The first Chesterton Tribune was launched by W.W. Mikels in October 1882 as a Greenback Party weekly. Mikel lasted as the owner only for a few months until he sold the rights to the paper to the Chesterton Tribune Company. This company was a group of local businessmen and was headed by John Taylor. Taylor had to discontinue the publication of the paper in 1883.

The second Chesterton Tribune was launched in April, 1884 after the Tribune company sent representatives to Valparaiso, Indiana, to offer Arthur J. Bowser the paper for $800. Bowser and lawyer S.D. Watson resumed publication of the Chesterton Tribune on April 2, 1884. The partners also decided to expand their paper to the town of Porter, Indiana.

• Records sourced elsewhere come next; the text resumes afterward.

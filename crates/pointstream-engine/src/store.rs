//! Block metadata owner and block-file reads.

use std::fs::File;
use std::io::Read;
use std::path::{Path, PathBuf};

use tracing::{debug, info};

use pointstream_core::{Block, BlockId, EngineError, IoStage, Point, Result};

/// Read exactly `count` points from a block file.
///
/// The canonical block format is a raw sequence of 24-byte records with no
/// header, so the read starts at byte zero. Fewer bytes than requested is a
/// `ShortRead`.
pub fn read_block_points(path: &Path, count: u32) -> Result<Vec<Point>> {
    let mut file = File::open(path).map_err(|e| EngineError::io(IoStage::Open, path, e))?;
    let want = count as usize * std::mem::size_of::<Point>();
    let mut bytes = vec![0u8; want];
    let mut filled = 0;
    while filled < want {
        match file.read(&mut bytes[filled..]) {
            Ok(0) => break,
            Ok(n) => filled += n,
            Err(e) if e.kind() == std::io::ErrorKind::Interrupted => {}
            Err(e) => return Err(EngineError::io(IoStage::Read, path, e)),
        }
    }
    if filled < want {
        return Err(EngineError::ShortRead {
            path: path.to_path_buf(),
            expected: want as u64,
            got: filled as u64,
        });
    }
    let mut points = vec![Point::default(); count as usize];
    bytemuck::cast_slice_mut(&mut points).copy_from_slice(&bytes);
    Ok(points)
}

/// Owns per-block metadata and knows where each block lives on disk.
pub struct BlockStore {
    out_dir: PathBuf,
    blocks: Vec<Block>,
}

impl BlockStore {
    pub fn new(out_dir: impl Into<PathBuf>, blocks: Vec<Block>) -> Self {
        Self {
            out_dir: out_dir.into(),
            blocks,
        }
    }

    pub fn out_dir(&self) -> &Path {
        &self.out_dir
    }

    /// On-disk path of a block's file.
    pub fn path_for(&self, id: BlockId) -> PathBuf {
        self.out_dir.join(id.file_name())
    }

    pub fn blocks(&self) -> &[Block] {
        &self.blocks
    }

    pub fn blocks_mut(&mut self) -> &mut [Block] {
        &mut self.blocks
    }

    pub fn len(&self) -> usize {
        self.blocks.len()
    }

    pub fn is_empty(&self) -> bool {
        self.blocks.is_empty()
    }

    /// Total points across the working set.
    pub fn total_points(&self) -> u64 {
        self.blocks.iter().map(|b| u64::from(b.count)).sum()
    }

    /// Drop empty blocks from the working set.
    ///
    /// Their zero-length files stay on disk; they just stop participating
    /// in culling and slot planning. Returns the retained count.
    pub fn filter_blocks(&mut self) -> usize {
        let before = self.blocks.len();
        self.blocks.retain(|b| b.count > 0);
        info!(
            retained = self.blocks.len(),
            dropped = before - self.blocks.len(),
            "filtered empty blocks from the working set"
        );
        self.blocks.len()
    }

    /// Read one block's full point array.
    pub fn read_points(&self, id: BlockId, count: u32) -> Result<Vec<Point>> {
        let path = self.path_for(id);
        debug!(block = %id, count, "reading block file");
        read_block_points(&path, count)
    }
}

#[cfg(test)]
mod tests {
    use super::*;
    use glam::Vec3;
    use pointstream_core::Aabb;
    use std::io::Write;

    fn write_points(path: &Path, points: &[Point]) {
        let mut f = File::create(path).unwrap();
        f.write_all(bytemuck::cast_slice(points)).unwrap();
    }

    fn block(id: u32, count: u32) -> Block {
        let mut b = Block::new(BlockId(id), Aabb::new(Vec3::ZERO, Vec3::ONE));
        b.count = count;
        b
    }

    #[test]
    fn reads_exact_point_count() {
        let dir = tempfile::tempdir().unwrap();
        let points = vec![
            Point::new(Vec3::new(1.0, 2.0, 3.0), Vec3::X),
            Point::new(Vec3::new(4.0, 5.0, 6.0), Vec3::Y),
        ];
        let store = BlockStore::new(dir.path(), vec![block(0, 2)]);
        write_points(&store.path_for(BlockId(0)), &points);

        let read = store.read_points(BlockId(0), 2).unwrap();
        assert_eq!(read, points);
    }

    #[test]
    fn truncated_file_is_a_short_read() {
        let dir = tempfile::tempdir().unwrap();
        let store = BlockStore::new(dir.path(), vec![block(0, 2)]);
        write_points(
            &store.path_for(BlockId(0)),
            &[Point::new(Vec3::ONE, Vec3::ONE)],
        );
        assert!(matches!(
            store.read_points(BlockId(0), 2),
            Err(EngineError::ShortRead { .. })
        ));
    }

    #[test]
    fn missing_file_fails_at_open() {
        let dir = tempfile::tempdir().unwrap();
        let store = BlockStore::new(dir.path(), vec![block(0, 1)]);
        assert!(matches!(
            store.read_points(BlockId(0), 1),
            Err(EngineError::Io {
                stage: IoStage::Open,
                ..
            })
        ));
    }

    #[test]
    fn filter_drops_only_empty_blocks() {
        let dir = tempfile::tempdir().unwrap();
        let mut store = BlockStore::new(
            dir.path(),
            vec![block(0, 0), block(1, 5), block(2, 0), block(3, 1)],
        );
        assert_eq!(store.filter_blocks(), 2);
        let ids: Vec<u32> = store.blocks().iter().map(|b| b.id.0).collect();
        assert_eq!(ids, vec![1, 3]);
    }
}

Watson decided to give up his share to Bowser in September 1884. The paper was published every Saturday and had seven columns of print. Bowser also briefly published a Porter Tribune. In April 1896 the Chesterton and Porter editions of the Tribune were combined to create the Westchester Tribune. Since the post office would not renew the postal permit with the new name, Bowser had to change the name back to the Chesterton Tribune in November 1897. In 1910, the price of a yearly subscription to the paper rose from $1.50 a year to $2.00 a year.

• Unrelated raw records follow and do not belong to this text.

//! Per-frame counters and periodic stats reporting.

use std::time::{Duration, Instant};

use tracing::info;

/// What one frame of the render loop did.
#[derive(Clone, Copy, Debug, Default)]
pub struct FrameStats {
    pub visible: usize,
    pub in_slot_hits: usize,
    pub subslot_hits: usize,
    pub misses: usize,
    pub drained: usize,
    pub draw_calls: usize,
    pub frame_ms: f32,
}

/// Aggregates frame stats and logs one summary line per interval.
pub struct StatsAggregator {
    interval: Duration,
    window_start: Instant,
    frames: u32,
    sum: FrameStats,
    max_frame_ms: f32,
}

impl StatsAggregator {
    pub fn new(interval: Duration) -> Self {
        Self {
            interval,
            window_start: Instant::now(),
            frames: 0,
            sum: FrameStats::default(),
            max_frame_ms: 0.0,
        }
    }

    /// Fold in one frame; emits and resets once the interval has elapsed.
    pub fn record(&mut self, stats: &FrameStats) {
        self.frames += 1;
        self.sum.visible += stats.visible;
        self.sum.in_slot_hits += stats.in_slot_hits;
        self.sum.subslot_hits += stats.subslot_hits;
        self.sum.misses += stats.misses;
        self.sum.drained += stats.drained;
        self.sum.draw_calls += stats.draw_calls;
        self.sum.frame_ms += stats.frame_ms;
        self.max_frame_ms = self.max_frame_ms.max(stats.frame_ms);

        if self.window_start.elapsed() >= self.interval {
            self.flush();
        }
    }

    fn flush(&mut self) {
        let frames = self.frames.max(1);
        let avg_ms = self.sum.frame_ms / frames as f32;
        let fps = if avg_ms > 0.0 { 1000.0 / avg_ms } else { 0.0 };
        info!(
            frames = self.frames,
            visible = self.sum.visible / frames as usize,
            in_slot_hits = self.sum.in_slot_hits,
            subslot_hits = self.sum.subslot_hits,
            misses = self.sum.misses,
            draw_calls = self.sum.draw_calls,
            "{fps:.1} fps, avg {avg_ms:.2} ms, max {:.2} ms",
            self.max_frame_ms
        );
        self.frames = 0;
        self.sum = FrameStats::default();
        self.max_frame_ms = 0.0;
        self.window_start = Instant::now();
    }
}

#[cfg(test)]
mod tests {
    use super::*;

    #[test]
    fn records_accumulate_until_flush() {
        let mut agg = StatsAggregator::new(Duration::from_secs(3600));
        for _ in 0..10 {
            agg.record(&FrameStats {
                visible: 5,
                misses: 2,
                frame_ms: 4.0,
                ..Default::default()
            });
        }
        assert_eq!(agg.frames, 10);
        assert_eq!(agg.sum.misses, 20);
        assert!((agg.sum.frame_ms - 40.0).abs() < 1e-3);
    }

    #[test]
    fn flush_resets_the_window() {
        let mut agg = StatsAggregator::new(Duration::ZERO);
        agg.record(&FrameStats::default());
        // interval of zero flushes on every record
        assert_eq!(agg.frames, 0);
    }
}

In 1928 Warren R. Canright and his wife Phyllis (Post) Canright purchased the Chesterton Tribune. Canright was a college-educated linotype operator and printer who had previously been employed by the Chicago Tribune. In 1961 Warren R. and his sons Warren H. Canright and John E. Canright converted the Chesterton Tribune to a daily newspaper. The new daily paper carried national and international news from United Press International until UPI entered bankruptcy. In its final years as a daily the paper was a member of the Associated Press. After 1981 Warren H. and his wife Elizabeth (Bourne) Canright jointly published the Monday through Friday Chesterton Tribune with their son, David Canright, eventually becoming editor. The newspaper printing plant and editorial offices were at 193 S. Calumet, Chesterton in a building built after the Chesterton fire of 1902 by newspaper founder Bowser. The paper also launched a website, chestertontribune.com. Printed circulation of the paper peaked at more than 5,000 households and then began a slow decline as readers turned away from printed news. Following the deaths of Warren H. and Elizabeth, the paper ceased publication of its print newspaper on December 30, 2020.

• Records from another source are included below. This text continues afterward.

//! Frustum culling and per-frame block priorities.

use glam::{Mat4, Vec3, Vec4, Vec4Swizzles};

use pointstream_core::{Aabb, Block};

/// A plane `dot(n, x) + d = 0` with unit-length `n`; `>= 0` is inside.
#[derive(Clone, Copy, Debug)]
pub struct Plane {
    pub n: Vec3,
    pub d: f32,
}

impl Plane {
    /// Normalize `(a, b, c, d)` row coefficients into a plane.
    pub fn from_coefficients(v: Vec4) -> Self {
        let len = v.xyz().length();
        Self {
            n: v.xyz() / len,
            d: v.w / len,
        }
    }

    #[inline]
    pub fn signed_distance(&self, p: Vec3) -> f32 {
        self.n.dot(p) + self.d
    }
}

/// The six view-space frustum planes of a projection matrix.
///
/// Gribb–Hartmann extraction: sums and differences of the rows of `P`
/// (glam is column-major, so `row(i)` reads across the transpose). The
/// projection must use a [-1, 1] clip range (`Mat4::perspective_rh_gl`).
/// Blocks tested against these planes must first be transformed into view
/// space.
#[derive(Clone, Copy, Debug)]
pub struct Frustum {
    /// left, right, bottom, top, near, far
    pub planes: [Plane; 6],
}

impl Frustum {
    pub fn from_projection(proj: &Mat4) -> Self {
        let r0 = proj.row(0);
        let r1 = proj.row(1);
        let r2 = proj.row(2);
        let r3 = proj.row(3);
        Self {
            planes: [
                Plane::from_coefficients(r3 + r0),
                Plane::from_coefficients(r3 - r0),
                Plane::from_coefficients(r3 + r1),
                Plane::from_coefficients(r3 - r1),
                Plane::from_coefficients(r3 + r2),
                Plane::from_coefficients(r3 - r2),
            ],
        }
    }

    /// Smallest signed distance of the box's positive vertices to the
    /// planes. Negative means the box is entirely outside some plane.
    pub fn min_signed_distance(&self, aabb: &Aabb) -> f32 {
        let mut min_dist = f32::MAX;
        for plane in &self.planes {
            let dist = plane.signed_distance(aabb.positive_vertex(plane.n));
            min_dist = min_dist.min(dist);
        }
        min_dist
    }
}

/// Rebuild an AABB around the view-space images of the corners of `aabb`.
fn view_space_aabb(aabb: &Aabb, view: &Mat4) -> Aabb {
    let mut out = Aabb::empty();
    for corner in aabb.corners() {
        out.expand(view.transform_point3(corner));
    }
    out
}

/// Cull every block against the frustum and refresh its priority scalars.
///
/// Only the per-frame scalars are written; block geometry is never touched.
/// Returns the visible count.
pub fn cull_blocks(
    blocks: &mut [Block],
    view: &Mat4,
    frustum: &Frustum,
    z_near: f32,
    z_far: f32,
) -> usize {
    let frustum_center = Vec3::new(0.0, 0.0, -(z_near + z_far) * 0.5);
    let mut visible = 0;
    for block in blocks.iter_mut() {
        let view_aabb = view_space_aabb(&block.aabb, view);
        let min_dist = frustum.min_signed_distance(&view_aabb);
        block.min_plane_dist = min_dist;
        block.is_visible = min_dist >= 0.0;
        if block.is_visible {
            let center = view_aabb.center();
            block.dist_to_camera = center.length();
            block.dist_to_frustum_center = (center - frustum_center).length();
            visible += 1;
        }
    }
    visible
}

/// Indices of `blocks` in slot-priority order.
///
/// Visible blocks first, nearest to the camera leading; culled blocks
/// after, least-rejected first, so they are the first to stream in when the
/// camera turns. The sort is stable: equal keys keep their block order.
pub fn order_blocks(blocks: &[Block]) -> Vec<usize> {
    use std::cmp::Ordering;

    let mut order: Vec<usize> = (0..blocks.len()).collect();
    order.sort_by(|&ia, &ib| {
        let a = &blocks[ia];
        let b = &blocks[ib];
        match (a.is_visible, b.is_visible) {
            (true, false) => Ordering::Less,
            (false, true) => Ordering::Greater,
            (true, true) => a
                .dist_to_camera
                .partial_cmp(&b.dist_to_camera)
                .unwrap_or(Ordering::Equal),
            (false, false) => b
                .min_plane_dist
                .partial_cmp(&a.min_plane_dist)
                .unwrap_or(Ordering::Equal),
        }
    });
    order
}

The Tribune was revived in 2021 as a twice-weekly, full color paper after being bought by Hometown Media Inc. on March 10, 2021.

==Achievements==

During World War II Canright sent a free copy of the Tribune to all Chesterton and Porter soldiers.

In 1961 the change from a weekly to daily newspaper was so out of step with the times that the change was mentioned by Time magazine.

In 1970 the Chesterton Tribune switched to an offset printing process, the first paper in the northern Indiana to do so.

The daily Chesterton Tribune was the oldest continuously published independent newspaper in Northwest Indiana. Northwest Indiana is the Calumet Region of Indiana that associates itself more with the city of Chicago than Indianapolis.